- _WHAT THE TASK ASKS_
Return each line of the records holding the string "Failure".

Stored data entries:
________________
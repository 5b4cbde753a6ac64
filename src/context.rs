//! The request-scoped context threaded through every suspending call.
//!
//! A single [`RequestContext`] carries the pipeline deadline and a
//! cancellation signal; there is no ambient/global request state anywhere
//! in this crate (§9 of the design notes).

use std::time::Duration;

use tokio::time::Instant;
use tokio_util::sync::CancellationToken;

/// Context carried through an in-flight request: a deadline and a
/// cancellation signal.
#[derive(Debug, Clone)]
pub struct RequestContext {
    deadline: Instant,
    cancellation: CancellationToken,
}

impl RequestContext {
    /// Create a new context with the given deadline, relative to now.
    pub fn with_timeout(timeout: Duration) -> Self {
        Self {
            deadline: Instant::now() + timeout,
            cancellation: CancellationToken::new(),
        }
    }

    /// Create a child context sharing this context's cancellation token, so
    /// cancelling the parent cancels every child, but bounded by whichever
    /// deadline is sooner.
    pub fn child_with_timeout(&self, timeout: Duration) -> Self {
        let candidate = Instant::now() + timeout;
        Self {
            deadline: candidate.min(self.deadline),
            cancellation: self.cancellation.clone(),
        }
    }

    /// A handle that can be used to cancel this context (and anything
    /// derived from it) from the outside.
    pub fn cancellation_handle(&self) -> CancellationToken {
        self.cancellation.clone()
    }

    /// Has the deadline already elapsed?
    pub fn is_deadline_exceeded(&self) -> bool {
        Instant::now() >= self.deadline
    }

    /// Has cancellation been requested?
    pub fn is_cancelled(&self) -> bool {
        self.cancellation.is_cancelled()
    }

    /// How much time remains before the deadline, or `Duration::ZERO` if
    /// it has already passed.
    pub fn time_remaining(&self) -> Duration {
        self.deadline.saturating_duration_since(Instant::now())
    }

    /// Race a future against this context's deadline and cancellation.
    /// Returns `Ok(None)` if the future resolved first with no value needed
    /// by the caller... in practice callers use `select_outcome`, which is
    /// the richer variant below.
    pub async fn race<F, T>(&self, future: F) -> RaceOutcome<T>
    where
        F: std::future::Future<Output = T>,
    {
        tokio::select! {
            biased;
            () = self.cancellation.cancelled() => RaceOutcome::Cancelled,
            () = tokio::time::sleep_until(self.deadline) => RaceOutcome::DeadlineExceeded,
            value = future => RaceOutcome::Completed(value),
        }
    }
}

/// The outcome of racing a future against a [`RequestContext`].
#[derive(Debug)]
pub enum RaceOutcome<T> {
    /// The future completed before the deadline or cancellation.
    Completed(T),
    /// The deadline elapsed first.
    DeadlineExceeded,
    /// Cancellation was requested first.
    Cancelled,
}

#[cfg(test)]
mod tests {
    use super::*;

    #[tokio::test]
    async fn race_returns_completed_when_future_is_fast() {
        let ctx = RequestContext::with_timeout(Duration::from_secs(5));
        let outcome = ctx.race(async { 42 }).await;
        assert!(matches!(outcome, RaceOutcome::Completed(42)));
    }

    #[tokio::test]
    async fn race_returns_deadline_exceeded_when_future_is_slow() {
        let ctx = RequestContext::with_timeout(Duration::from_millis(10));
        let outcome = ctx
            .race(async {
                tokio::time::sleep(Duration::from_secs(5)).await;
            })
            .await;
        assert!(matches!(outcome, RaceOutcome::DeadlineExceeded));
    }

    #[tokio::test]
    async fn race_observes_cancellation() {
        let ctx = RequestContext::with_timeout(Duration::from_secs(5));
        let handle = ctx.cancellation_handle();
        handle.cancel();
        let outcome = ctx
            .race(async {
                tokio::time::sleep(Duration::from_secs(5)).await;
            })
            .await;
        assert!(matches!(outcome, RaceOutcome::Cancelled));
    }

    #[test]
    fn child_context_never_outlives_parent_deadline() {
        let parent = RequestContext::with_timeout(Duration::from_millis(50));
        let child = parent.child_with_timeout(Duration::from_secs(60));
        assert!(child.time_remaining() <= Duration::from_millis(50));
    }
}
________________
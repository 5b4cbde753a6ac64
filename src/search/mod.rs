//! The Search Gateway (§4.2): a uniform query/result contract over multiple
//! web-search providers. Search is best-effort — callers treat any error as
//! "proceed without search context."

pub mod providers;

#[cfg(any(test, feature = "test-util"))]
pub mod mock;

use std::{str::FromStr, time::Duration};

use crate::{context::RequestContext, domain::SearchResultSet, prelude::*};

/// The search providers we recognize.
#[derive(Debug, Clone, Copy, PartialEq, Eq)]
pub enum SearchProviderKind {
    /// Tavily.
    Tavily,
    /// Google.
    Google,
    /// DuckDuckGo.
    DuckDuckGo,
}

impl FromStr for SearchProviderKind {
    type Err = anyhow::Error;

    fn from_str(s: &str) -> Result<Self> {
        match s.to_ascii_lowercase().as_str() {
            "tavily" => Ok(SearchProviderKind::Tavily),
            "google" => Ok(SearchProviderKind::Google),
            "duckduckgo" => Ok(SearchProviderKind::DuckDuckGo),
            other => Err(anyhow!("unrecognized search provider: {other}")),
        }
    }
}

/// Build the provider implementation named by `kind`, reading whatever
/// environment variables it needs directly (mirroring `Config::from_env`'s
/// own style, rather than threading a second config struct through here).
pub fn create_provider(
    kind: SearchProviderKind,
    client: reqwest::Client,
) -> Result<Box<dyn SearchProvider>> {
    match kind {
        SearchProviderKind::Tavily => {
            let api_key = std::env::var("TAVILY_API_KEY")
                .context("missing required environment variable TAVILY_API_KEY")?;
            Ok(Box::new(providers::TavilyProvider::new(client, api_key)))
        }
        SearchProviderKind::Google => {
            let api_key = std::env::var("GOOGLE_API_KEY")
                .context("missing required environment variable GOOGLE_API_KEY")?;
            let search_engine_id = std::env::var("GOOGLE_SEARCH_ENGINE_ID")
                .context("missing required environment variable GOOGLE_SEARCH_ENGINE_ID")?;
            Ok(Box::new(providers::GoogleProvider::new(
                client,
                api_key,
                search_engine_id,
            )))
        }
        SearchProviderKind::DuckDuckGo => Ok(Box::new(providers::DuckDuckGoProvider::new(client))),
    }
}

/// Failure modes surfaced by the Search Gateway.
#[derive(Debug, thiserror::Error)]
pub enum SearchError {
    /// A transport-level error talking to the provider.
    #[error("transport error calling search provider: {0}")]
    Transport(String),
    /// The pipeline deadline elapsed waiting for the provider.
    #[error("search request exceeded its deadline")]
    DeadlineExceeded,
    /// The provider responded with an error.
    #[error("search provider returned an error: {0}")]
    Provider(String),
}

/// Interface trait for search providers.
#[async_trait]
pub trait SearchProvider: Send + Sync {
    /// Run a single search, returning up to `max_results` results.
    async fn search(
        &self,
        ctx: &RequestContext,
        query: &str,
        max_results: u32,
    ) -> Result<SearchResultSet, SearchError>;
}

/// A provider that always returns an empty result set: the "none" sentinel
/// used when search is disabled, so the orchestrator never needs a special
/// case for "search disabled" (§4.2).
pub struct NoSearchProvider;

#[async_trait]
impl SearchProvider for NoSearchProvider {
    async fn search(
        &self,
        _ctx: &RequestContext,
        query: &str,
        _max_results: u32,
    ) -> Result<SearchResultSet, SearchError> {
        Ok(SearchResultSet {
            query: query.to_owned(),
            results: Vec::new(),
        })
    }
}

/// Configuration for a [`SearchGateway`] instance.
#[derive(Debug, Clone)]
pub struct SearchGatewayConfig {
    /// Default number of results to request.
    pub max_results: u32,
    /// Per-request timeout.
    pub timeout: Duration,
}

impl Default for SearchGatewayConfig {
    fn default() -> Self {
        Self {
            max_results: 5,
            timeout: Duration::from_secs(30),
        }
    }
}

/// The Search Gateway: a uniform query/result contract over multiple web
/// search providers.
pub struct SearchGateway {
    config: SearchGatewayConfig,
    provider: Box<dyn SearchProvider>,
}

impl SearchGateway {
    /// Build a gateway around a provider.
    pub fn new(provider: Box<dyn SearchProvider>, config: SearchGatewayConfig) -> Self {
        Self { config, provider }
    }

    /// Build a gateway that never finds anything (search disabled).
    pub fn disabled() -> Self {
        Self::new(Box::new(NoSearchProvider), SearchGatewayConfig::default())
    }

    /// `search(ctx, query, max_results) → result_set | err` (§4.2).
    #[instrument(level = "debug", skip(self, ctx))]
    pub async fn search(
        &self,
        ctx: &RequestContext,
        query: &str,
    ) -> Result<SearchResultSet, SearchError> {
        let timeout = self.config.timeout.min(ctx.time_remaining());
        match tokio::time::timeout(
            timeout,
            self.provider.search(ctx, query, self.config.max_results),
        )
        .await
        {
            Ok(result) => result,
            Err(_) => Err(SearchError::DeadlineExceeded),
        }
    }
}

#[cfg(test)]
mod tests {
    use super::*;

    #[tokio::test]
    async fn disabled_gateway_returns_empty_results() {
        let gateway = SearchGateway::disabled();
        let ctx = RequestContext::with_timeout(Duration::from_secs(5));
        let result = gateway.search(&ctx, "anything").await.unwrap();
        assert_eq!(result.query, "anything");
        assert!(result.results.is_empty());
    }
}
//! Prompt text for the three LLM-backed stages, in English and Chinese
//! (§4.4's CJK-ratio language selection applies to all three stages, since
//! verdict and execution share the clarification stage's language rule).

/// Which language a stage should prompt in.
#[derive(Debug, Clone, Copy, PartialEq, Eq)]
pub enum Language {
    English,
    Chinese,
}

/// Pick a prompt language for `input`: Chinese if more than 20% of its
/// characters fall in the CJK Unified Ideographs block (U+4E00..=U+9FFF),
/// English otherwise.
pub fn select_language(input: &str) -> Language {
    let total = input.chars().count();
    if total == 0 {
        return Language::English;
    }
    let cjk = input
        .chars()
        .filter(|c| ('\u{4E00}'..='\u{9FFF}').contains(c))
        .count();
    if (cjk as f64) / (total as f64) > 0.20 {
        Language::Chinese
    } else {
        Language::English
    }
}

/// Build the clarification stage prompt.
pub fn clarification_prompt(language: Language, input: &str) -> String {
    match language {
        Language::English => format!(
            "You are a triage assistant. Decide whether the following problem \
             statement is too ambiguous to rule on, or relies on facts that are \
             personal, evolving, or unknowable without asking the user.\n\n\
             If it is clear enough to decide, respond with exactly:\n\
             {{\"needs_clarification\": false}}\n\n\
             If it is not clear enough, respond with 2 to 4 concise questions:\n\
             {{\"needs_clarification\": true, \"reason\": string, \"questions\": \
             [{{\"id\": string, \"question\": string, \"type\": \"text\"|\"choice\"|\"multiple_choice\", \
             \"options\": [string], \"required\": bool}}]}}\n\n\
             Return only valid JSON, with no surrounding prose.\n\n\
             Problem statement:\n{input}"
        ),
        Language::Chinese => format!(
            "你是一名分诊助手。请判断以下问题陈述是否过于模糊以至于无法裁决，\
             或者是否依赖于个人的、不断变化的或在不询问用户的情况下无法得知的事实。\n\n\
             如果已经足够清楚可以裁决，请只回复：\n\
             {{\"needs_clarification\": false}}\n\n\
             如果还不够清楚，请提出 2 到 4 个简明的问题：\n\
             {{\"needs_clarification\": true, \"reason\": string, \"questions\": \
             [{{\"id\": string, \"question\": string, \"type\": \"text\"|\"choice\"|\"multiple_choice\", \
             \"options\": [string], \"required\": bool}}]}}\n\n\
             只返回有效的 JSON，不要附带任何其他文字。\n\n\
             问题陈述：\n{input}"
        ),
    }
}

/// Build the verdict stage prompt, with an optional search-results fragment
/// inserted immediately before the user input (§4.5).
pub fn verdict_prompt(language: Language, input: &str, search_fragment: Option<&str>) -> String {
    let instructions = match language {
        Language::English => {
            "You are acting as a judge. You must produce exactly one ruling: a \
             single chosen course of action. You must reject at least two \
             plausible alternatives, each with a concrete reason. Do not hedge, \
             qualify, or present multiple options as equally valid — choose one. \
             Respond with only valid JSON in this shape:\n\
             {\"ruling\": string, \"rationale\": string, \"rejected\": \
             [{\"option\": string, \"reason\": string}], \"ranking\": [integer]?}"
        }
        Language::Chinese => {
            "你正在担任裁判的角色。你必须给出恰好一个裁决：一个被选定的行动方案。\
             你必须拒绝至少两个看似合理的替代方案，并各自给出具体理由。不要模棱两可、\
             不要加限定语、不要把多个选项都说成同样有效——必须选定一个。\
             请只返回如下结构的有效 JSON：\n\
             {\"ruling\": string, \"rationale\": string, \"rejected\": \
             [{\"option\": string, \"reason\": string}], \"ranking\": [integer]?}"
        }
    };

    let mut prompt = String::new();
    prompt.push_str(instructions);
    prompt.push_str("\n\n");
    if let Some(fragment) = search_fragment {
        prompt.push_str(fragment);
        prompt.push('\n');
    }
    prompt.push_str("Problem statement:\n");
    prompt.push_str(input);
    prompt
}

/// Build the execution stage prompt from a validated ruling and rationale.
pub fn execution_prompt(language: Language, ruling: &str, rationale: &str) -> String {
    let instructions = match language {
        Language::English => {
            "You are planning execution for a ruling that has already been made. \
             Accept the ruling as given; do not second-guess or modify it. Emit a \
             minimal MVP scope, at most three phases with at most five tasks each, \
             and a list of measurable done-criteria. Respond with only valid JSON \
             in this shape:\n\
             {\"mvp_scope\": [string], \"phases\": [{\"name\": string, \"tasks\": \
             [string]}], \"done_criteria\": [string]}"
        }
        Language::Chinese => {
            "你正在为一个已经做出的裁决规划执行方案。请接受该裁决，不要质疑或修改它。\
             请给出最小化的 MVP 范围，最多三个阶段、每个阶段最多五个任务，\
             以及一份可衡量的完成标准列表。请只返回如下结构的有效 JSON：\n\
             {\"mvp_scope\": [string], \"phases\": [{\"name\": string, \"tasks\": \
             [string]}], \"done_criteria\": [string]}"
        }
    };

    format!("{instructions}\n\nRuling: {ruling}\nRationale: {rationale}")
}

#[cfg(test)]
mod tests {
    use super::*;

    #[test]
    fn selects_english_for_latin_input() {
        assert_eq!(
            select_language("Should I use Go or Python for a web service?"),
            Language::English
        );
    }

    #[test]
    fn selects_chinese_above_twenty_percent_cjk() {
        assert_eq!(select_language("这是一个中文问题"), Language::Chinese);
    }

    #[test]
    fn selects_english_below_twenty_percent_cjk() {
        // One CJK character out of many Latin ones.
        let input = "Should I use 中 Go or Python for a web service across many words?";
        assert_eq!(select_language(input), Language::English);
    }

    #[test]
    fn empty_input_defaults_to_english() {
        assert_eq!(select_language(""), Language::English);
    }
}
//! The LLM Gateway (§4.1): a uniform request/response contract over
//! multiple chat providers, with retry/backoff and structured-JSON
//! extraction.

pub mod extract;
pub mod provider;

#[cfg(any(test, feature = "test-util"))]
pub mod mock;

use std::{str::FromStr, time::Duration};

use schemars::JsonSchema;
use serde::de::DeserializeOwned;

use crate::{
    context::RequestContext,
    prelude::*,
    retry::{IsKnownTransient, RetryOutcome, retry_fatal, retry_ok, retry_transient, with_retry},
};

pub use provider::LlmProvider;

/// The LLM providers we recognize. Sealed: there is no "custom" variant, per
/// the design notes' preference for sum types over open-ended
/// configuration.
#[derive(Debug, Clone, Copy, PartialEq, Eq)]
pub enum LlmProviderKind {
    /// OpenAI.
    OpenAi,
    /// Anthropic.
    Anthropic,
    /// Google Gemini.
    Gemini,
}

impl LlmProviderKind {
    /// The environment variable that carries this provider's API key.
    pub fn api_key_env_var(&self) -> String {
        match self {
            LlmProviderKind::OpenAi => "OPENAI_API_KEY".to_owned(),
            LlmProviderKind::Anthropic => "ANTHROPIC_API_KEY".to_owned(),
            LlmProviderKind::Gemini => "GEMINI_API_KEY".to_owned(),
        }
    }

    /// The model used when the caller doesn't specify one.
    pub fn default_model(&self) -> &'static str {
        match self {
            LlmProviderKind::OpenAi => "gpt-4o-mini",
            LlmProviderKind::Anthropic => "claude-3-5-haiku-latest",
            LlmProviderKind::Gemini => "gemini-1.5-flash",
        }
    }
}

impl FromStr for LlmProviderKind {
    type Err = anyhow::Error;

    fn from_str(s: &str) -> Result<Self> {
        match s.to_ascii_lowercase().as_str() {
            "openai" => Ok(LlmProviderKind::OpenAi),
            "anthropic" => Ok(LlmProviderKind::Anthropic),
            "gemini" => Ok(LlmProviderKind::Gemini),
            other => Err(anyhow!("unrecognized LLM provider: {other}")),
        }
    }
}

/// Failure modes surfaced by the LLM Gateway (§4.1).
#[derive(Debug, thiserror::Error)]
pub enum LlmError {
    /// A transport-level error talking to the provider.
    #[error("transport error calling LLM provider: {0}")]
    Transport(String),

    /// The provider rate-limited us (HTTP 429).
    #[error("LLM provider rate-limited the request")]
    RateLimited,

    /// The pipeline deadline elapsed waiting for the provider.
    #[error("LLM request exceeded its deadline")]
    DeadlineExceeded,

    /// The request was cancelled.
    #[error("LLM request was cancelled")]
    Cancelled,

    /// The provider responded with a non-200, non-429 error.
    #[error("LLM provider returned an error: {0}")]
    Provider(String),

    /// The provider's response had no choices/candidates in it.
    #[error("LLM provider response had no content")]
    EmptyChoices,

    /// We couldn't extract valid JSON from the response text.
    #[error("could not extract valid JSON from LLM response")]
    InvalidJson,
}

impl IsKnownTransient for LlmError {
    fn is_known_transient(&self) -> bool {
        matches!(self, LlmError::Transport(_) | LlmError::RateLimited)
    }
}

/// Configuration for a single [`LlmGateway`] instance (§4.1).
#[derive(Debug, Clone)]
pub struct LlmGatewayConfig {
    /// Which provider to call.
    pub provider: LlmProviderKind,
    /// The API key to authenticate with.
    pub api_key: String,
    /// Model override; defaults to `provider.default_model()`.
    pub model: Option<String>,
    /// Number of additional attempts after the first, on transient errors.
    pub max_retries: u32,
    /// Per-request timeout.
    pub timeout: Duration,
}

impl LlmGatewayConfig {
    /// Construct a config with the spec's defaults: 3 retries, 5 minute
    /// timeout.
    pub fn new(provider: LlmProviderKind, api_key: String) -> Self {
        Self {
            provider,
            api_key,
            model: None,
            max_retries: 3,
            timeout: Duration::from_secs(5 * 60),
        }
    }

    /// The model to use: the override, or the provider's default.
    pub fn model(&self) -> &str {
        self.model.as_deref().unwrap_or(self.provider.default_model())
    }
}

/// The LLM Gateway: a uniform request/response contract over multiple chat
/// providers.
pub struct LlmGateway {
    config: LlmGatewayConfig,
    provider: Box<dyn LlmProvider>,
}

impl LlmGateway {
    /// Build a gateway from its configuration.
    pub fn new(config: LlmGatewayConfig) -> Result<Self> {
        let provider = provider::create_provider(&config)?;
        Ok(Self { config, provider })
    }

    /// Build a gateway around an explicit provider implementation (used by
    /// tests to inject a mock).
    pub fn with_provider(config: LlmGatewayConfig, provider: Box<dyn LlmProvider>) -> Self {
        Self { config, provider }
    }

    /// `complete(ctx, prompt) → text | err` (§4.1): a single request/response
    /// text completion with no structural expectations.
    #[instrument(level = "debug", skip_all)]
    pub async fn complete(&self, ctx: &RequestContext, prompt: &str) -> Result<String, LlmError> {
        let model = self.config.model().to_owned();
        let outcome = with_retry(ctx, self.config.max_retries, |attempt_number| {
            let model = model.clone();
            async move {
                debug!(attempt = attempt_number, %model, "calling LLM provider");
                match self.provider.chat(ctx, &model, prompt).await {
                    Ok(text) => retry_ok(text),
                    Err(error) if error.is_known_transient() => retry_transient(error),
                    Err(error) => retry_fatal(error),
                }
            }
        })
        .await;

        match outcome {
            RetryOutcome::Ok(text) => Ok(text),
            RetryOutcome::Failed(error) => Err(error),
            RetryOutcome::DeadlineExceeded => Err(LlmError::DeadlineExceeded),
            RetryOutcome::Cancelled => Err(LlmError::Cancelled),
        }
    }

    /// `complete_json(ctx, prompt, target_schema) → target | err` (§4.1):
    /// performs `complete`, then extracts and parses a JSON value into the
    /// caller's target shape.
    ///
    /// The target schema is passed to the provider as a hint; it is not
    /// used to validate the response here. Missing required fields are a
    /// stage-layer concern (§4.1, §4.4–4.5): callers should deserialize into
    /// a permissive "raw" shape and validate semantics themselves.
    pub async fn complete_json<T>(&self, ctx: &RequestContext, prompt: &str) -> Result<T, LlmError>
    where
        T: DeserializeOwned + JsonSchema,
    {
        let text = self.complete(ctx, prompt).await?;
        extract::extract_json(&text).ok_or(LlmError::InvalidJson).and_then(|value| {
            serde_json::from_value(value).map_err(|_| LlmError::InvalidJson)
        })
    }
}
________________
- _RESPONSE BOX_
/// Failure modes surfaced by the Search Gateway.
/// Failure modes surfaced by the LLM Gateway (§4.1).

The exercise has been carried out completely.